Co jeszcze wtedy zobaczył, co musiał widzieć Márai, obserwując tę scenę? Uwaga innego pisarza węgierskiego, będąca komentarzem do powyższego, podsuwa pewną hipotezę. Kieruje wzrok na szczegół: "Widział dziecko z żółtą gwiazdą pośród szop, w których suszyły się cegły, i wiedział to, czego tamten dzieciak wówczas nie wiedział: że wkrótce wywiozą go do Auschwitz".

Jest rok 1944. Lipcowy poranek. Dziecko ma lat czternaście. Nazywa się Imre Kertész. Pociąg zawiezie go najpierw na stację Auschwitz, później do stacji docelowej: Buchenwald. A cytowany fragment pochodzi z jego, pisanego wiele lat później, dziennika.

2.

"Dziennik galernika" Imre Kertésza, który właśnie dostajemy do rąk, to książka szczególna. Nawet na tle innych jego dzieł, już u nas opublikowanych. Z arcydziełem "Los utracony" na czele, którego genezy szukać trzeba w wydarzeniach wspomnianych przed chwilą.

Dziennik obejmuje trzydzieści lat, od roku 1961 do 1991, ale widać od razu, że nie chronologia, jak to w klasycznych dziennikach ma miejsce, będzie tu najważniejsza. Zresztą datowanie jest bardzo swobodne, czasem mamy tylko rok, czasem zaznaczony jest miesiąc, z rzadka dzień, czasem jedno i drugie, a najczęściej są to zapiski bez daty. Przedzielone tylko światłem. Konstrukcja całości jest więc wyraźnie literacka, świadczą o tym choćby tytuły kolejnych części, odnoszące się do tytułowej metaforycznej figury galernika.

Jaki to dziennik? Co jest jego cechą szczególną? Wybitny diarysta Gustaw Herling-Grudziński odnotował w swoim "Dzienniku pisanym nocą": "Rozmawia się w dzienniku z sobą samym, ze światem, z innymi, z Bogiem (od różnicy w nacisku zależą rozmaite odmiany dzienników)". Z kim zatem rozmawia w swoich zapisach Kertész?

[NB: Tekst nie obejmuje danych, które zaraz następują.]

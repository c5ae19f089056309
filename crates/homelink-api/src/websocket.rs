//! WebSocket transport socket.
//!
//! Owns one persistent bidirectional connection to the backend and turns
//! it into an ordered stream of [`SocketSignal`]s: `Open` once the upgrade
//! completes, one `Message` per text frame, `Error` on a transport failure,
//! and exactly one final `Closed`. Outbound text is queued through the
//! [`SocketHandle`].
//!
//! The socket never reconnects on its own; the session's reconnection
//! policy decides when to open a fresh one.
//!
//! # Example
//!
//! ```rust,ignore
//! use homelink_api::websocket::{self, SocketHandle, SocketSignal};
//! use tokio_util::sync::CancellationToken;
//!
//! let url = websocket::websocket_url(&"http://homeassistant.local:8123".parse()?)?;
//! let (handle, mut signals) = SocketHandle::open(url, CancellationToken::new());
//!
//! while let Some(signal) = signals.recv().await {
//!     match signal {
//!         SocketSignal::Message(text) => println!("{text}"),
//!         SocketSignal::Closed { .. } => break,
//!         _ => {}
//!     }
//! }
//! ```

use futures_util::{SinkExt, StreamExt};
use tokio::sync::mpsc;
use tokio_tungstenite::tungstenite::Message;
use tokio_util::sync::CancellationToken;
use url::Url;

use crate::error::Error;

/// Path of the backend's WebSocket endpoint, relative to its base URL.
pub const WEBSOCKET_PATH: &str = "/api/websocket";

// ── SocketSignal ─────────────────────────────────────────────────────

/// Lifecycle and data signals emitted by one socket, in order.
#[derive(Debug, Clone, PartialEq, Eq)]
pub enum SocketSignal {
    Open,
    Message(String),
    Error(String),
    /// Always the last signal. `code` is absent when no close frame arrived.
    Closed { code: Option<u16>, reason: String },
}

// ── SocketHandle ─────────────────────────────────────────────────────

/// Write side of a running socket.
///
/// Dropping the handle closes the connection after queued frames are
/// flushed; [`close`](Self::close) closes it immediately.
#[derive(Debug)]
pub struct SocketHandle {
    outbound: mpsc::UnboundedSender<String>,
    cancel: CancellationToken,
}

impl SocketHandle {
    /// Spawn the socket task and return its handle and signal receiver.
    ///
    /// Returns immediately; the connection attempt happens in the
    /// background and reports through the signal channel.
    pub fn open(url: Url, cancel: CancellationToken) -> (Self, mpsc::UnboundedReceiver<SocketSignal>) {
        let (outbound_tx, outbound_rx) = mpsc::unbounded_channel();
        let (signal_tx, signal_rx) = mpsc::unbounded_channel();

        let task_cancel = cancel.clone();
        tokio::spawn(async move {
            let closed = match run_socket(&url, outbound_rx, &signal_tx, &task_cancel).await {
                Ok(closed) => closed,
                Err(e) => {
                    tracing::warn!(error = %e, "WebSocket error");
                    let _ = signal_tx.send(SocketSignal::Error(e.to_string()));
                    SocketSignal::Closed {
                        code: None,
                        reason: e.to_string(),
                    }
                }
            };
            let _ = signal_tx.send(closed);
        });

        (
            Self {
                outbound: outbound_tx,
                cancel,
            },
            signal_rx,
        )
    }

    /// Queue a text frame. Fails once the socket task has exited.
    pub fn send(&self, text: String) -> Result<(), Error> {
        self.outbound.send(text).map_err(|_| Error::WebSocketClosed {
            code: 1006,
            reason: "socket is no longer running".into(),
        })
    }

    /// Close the connection now.
    pub fn close(&self) {
        self.cancel.cancel();
    }

    pub fn is_closed(&self) -> bool {
        self.outbound.is_closed()
    }
}

/// Derive the WebSocket endpoint from the backend's HTTP base URL.
///
/// `http` becomes `ws`, `https` becomes `wss`; any path prefix on the base
/// URL (reverse-proxy mounts) is kept.
pub fn websocket_url(base: &Url) -> Result<Url, Error> {
    let scheme = match base.scheme() {
        "https" | "wss" => "wss",
        "http" | "ws" => "ws",
        other => {
            return Err(Error::Protocol(format!("unsupported URL scheme `{other}`")));
        }
    };

    let mut url = base.clone();
    url.set_scheme(scheme)
        .map_err(|()| Error::Protocol(format!("cannot use `{scheme}` with {base}")))?;
    let prefix = base.path().trim_end_matches('/');
    url.set_path(&format!("{prefix}{WEBSOCKET_PATH}"));
    url.set_query(None);
    url.set_fragment(None);
    Ok(url)
}

// ── Single connection lifecycle ──────────────────────────────────────

/// Connect, then pump frames both ways until either side closes.
async fn run_socket(
    url: &Url,
    mut outbound: mpsc::UnboundedReceiver<String>,
    signals: &mpsc::UnboundedSender<SocketSignal>,
    cancel: &CancellationToken,
) -> Result<SocketSignal, Error> {
    tracing::info!(url = %url, "Connecting to WebSocket");

    let (ws_stream, _response) = tokio::select! {
        biased;
        () = cancel.cancelled() => {
            return Ok(SocketSignal::Closed {
                code: None,
                reason: "cancelled before open".into(),
            });
        }
        result = tokio_tungstenite::connect_async(url.as_str()) => {
            result.map_err(|e| Error::WebSocketConnect(e.to_string()))?
        }
    };

    tracing::info!("WebSocket connected");
    let _ = signals.send(SocketSignal::Open);

    let (mut write, mut read) = ws_stream.split();

    loop {
        tokio::select! {
            biased;
            () = cancel.cancelled() => {
                let _ = write.send(Message::Close(None)).await;
                return Ok(SocketSignal::Closed {
                    code: Some(1000),
                    reason: "closed by client".into(),
                });
            }
            text = outbound.recv() => {
                let Some(text) = text else {
                    let _ = write.send(Message::Close(None)).await;
                    return Ok(SocketSignal::Closed {
                        code: Some(1000),
                        reason: "handle dropped".into(),
                    });
                };
                write
                    .send(Message::text(text))
                    .await
                    .map_err(|e| Error::WebSocketConnect(format!("write failed: {e}")))?;
            }
            frame = read.next() => {
                match frame {
                    Some(Ok(Message::Text(text))) => {
                        let _ = signals.send(SocketSignal::Message(text.as_str().to_owned()));
                    }
                    Some(Ok(Message::Ping(_))) => {
                        // tungstenite queues the pong reply automatically
                        tracing::trace!("WebSocket ping");
                    }
                    Some(Ok(Message::Close(frame))) => {
                        let (code, reason) = frame.map_or((None, String::new()), |cf| {
                            (Some(u16::from(cf.code)), cf.reason.as_str().to_owned())
                        });
                        tracing::info!(?code, %reason, "WebSocket close frame received");
                        return Ok(SocketSignal::Closed { code, reason });
                    }
                    Some(Err(e)) => {
                        return Err(Error::WebSocketConnect(e.to_string()));
                    }
                    None => {
                        tracing::info!("WebSocket stream ended");
                        return Ok(SocketSignal::Closed {
                            code: None,
                            reason: "stream ended".into(),
                        });
                    }
                    _ => {
                        // Binary, Pong, Frame -- ignore
                    }
                }
            }
        }
    }
}

#[cfg(test)]
#[allow(clippy::unwrap_used)]
mod tests {
    use super::*;

    #[test]
    fn http_base_becomes_ws() {
        let base = Url::parse("http://192.168.1.181:8123").unwrap();
        assert_eq!(
            websocket_url(&base).unwrap().as_str(),
            "ws://192.168.1.181:8123/api/websocket"
        );
    }

    #[test]
    fn https_base_becomes_wss_and_keeps_prefix() {
        let base = Url::parse("https://example.org/ha/?x=1").unwrap();
        assert_eq!(
            websocket_url(&base).unwrap().as_str(),
            "wss://example.org/ha/api/websocket"
        );
    }

    #[test]
    fn unsupported_scheme_is_rejected() {
        let base = Url::parse("ftp://example.org").unwrap();
        assert!(matches!(websocket_url(&base), Err(Error::Protocol(_))));
    }
}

Najpierw ze sobą, to jasne - ale nie ma tu nic z ekshibicjonistycznych popisów, ton subiektywny powściągany jest za każdym razem twardą miarą języka. Ze światem, jak najbardziej - ale nie jest to pokojowa koegzystencja, raczej pojedynek. Z innymi? Bardzo słabo - bohater tych zapisów zdaje się obserwować świat zza szyby, jego punkt obserwacyjny umieszczony jest jakby pod szklanym kloszem. Z Bogiem? Tak! Tu z całą pewnością nie wzywa się imienia Boga nadaremno. Ta rozmowa będzie najtrudniejsza.

Jeśli chodzi o skalę rozważań i przenikliwość widzenia, "Dziennik galernika" można postawić obok najwybitniejszych osiągnięć diarystycznych epoki. Na pewno obok wspomnianego "Dziennika pisanego nocą", na pewno obok potężnego - w każdym sensie słowa - "Dziennika" Máraiego, do którego skądinąd Kertész żywił ogromny szacunek.

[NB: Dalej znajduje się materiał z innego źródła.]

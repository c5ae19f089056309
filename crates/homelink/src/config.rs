//! Resolution of the active profile plus CLI overrides into the configs
//! the library crates take.

use std::path::PathBuf;

use secrecy::SecretString;

use homelink_config::{self as config, Config, Profile};
use homelink_core::SessionConfig;

use crate::cli::GlobalOpts;
use crate::error::CliError;

/// Config file in effect: `--config` / `HOMELINK_CONFIG`, else the
/// platform default.
pub fn config_file(global: &GlobalOpts) -> PathBuf {
    global.config.clone().unwrap_or_else(config::config_path)
}

pub fn load(global: &GlobalOpts) -> Result<Config, CliError> {
    Ok(config::load_config_from(&config_file(global))?)
}

pub fn active_profile_name(global: &GlobalOpts, cfg: &Config) -> String {
    global
        .profile
        .clone()
        .or_else(|| cfg.default_profile.clone())
        .unwrap_or_else(|| "default".into())
}

/// Build a `SessionConfig` from the config file, profile, and CLI overrides.
///
/// Without a matching profile, `--url` and `--token` alone are enough.
pub fn session_config(global: &GlobalOpts, cfg: &Config) -> Result<SessionConfig, CliError> {
    let profile_name = active_profile_name(global, cfg);

    let profile = match cfg.profiles.get(&profile_name) {
        Some(profile) => profile.clone(),
        None if global.url.is_some() => Profile::default(),
        None if global.profile.is_some() => {
            let mut names: Vec<&str> = cfg.profiles.keys().map(String::as_str).collect();
            names.sort_unstable();
            return Err(CliError::ProfileNotFound {
                name: profile_name,
                available: if names.is_empty() {
                    "(none)".into()
                } else {
                    names.join(", ")
                },
            });
        }
        None => {
            return Err(CliError::NoConfig {
                path: config_file(global).display().to_string(),
            });
        }
    };

    let profile = with_overrides(profile, global);
    let token = match global.token {
        Some(ref token) => SecretString::from(token.clone()),
        None => config::resolve_token(&profile, &profile_name)?,
    };

    Ok(config::session_config(&profile, &cfg.defaults, token)?)
}

fn with_overrides(mut profile: Profile, global: &GlobalOpts) -> Profile {
    if let Some(ref url) = global.url {
        profile.url.clone_from(url);
        // A derived socket URL follows the new base.
        profile.websocket_url = None;
    }
    if global.insecure {
        profile.insecure = Some(true);
    }
    if let Some(timeout) = global.timeout {
        profile.timeout = Some(timeout);
    }
    profile
}

#[cfg(test)]
#[allow(clippy::unwrap_used)]
mod tests {
    use std::time::Duration;

    use clap::Parser;

    use super::*;
    use crate::cli::Cli;

    fn global(args: &[&str]) -> GlobalOpts {
        let mut argv = vec!["homelink"];
        argv.extend_from_slice(args);
        argv.push("states");
        Cli::try_parse_from(argv).unwrap().global
    }

    fn config_with_home() -> Config {
        let mut cfg = Config::default();
        cfg.profiles.insert(
            "default".into(),
            Profile {
                url: "http://homeassistant.local:8123".into(),
                token: Some("file-token".into()),
                ..Profile::default()
            },
        );
        cfg
    }

    #[test]
    fn cli_token_wins_over_profile() {
        let session = session_config(&global(&["--token", "flag-token"]), &config_with_home()).unwrap();
        let headers = session.token.bearer_headers().unwrap();
        assert_eq!(headers["authorization"], "Bearer flag-token");
        assert_eq!(session.url.as_str(), "http://homeassistant.local:8123/");
    }

    #[test]
    fn url_flag_works_without_profile() {
        let session = session_config(
            &global(&["--url", "http://10.0.0.2:8123", "--token", "t", "--timeout", "5"]),
            &Config::default(),
        )
        .unwrap();
        assert_eq!(session.url.as_str(), "http://10.0.0.2:8123/");
        assert_eq!(session.timeout, Duration::from_secs(5));
    }

    #[test]
    fn missing_profile_lists_known_ones() {
        let err = session_config(&global(&["--profile", "lab"]), &config_with_home()).unwrap_err();
        match err {
            CliError::ProfileNotFound { name, available } => {
                assert_eq!(name, "lab");
                assert_eq!(available, "default");
            }
            other => panic!("unexpected error: {other:?}"),
        }
    }

    #[test]
    fn no_profile_and_no_url_is_a_config_error() {
        let err = session_config(&global(&[]), &Config::default()).unwrap_err();
        assert!(matches!(err, CliError::NoConfig { .. }));
    }
}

Przy wszystkich łatwo uchwytnych różnicach, zdaje mi się, że niedaleko dziennikowi Kertésza również do opasłych "Zeszytów" Emila Ciorana, jak i do "Księgi niepokoju" Fernando Pessoi. Co prawda, obydwaj wspomniani zostają w tekście tylko raz, rzecz jednak nie w cytacjach i adresach bibliograficznych, ale w powiązaniach o głębszej naturze.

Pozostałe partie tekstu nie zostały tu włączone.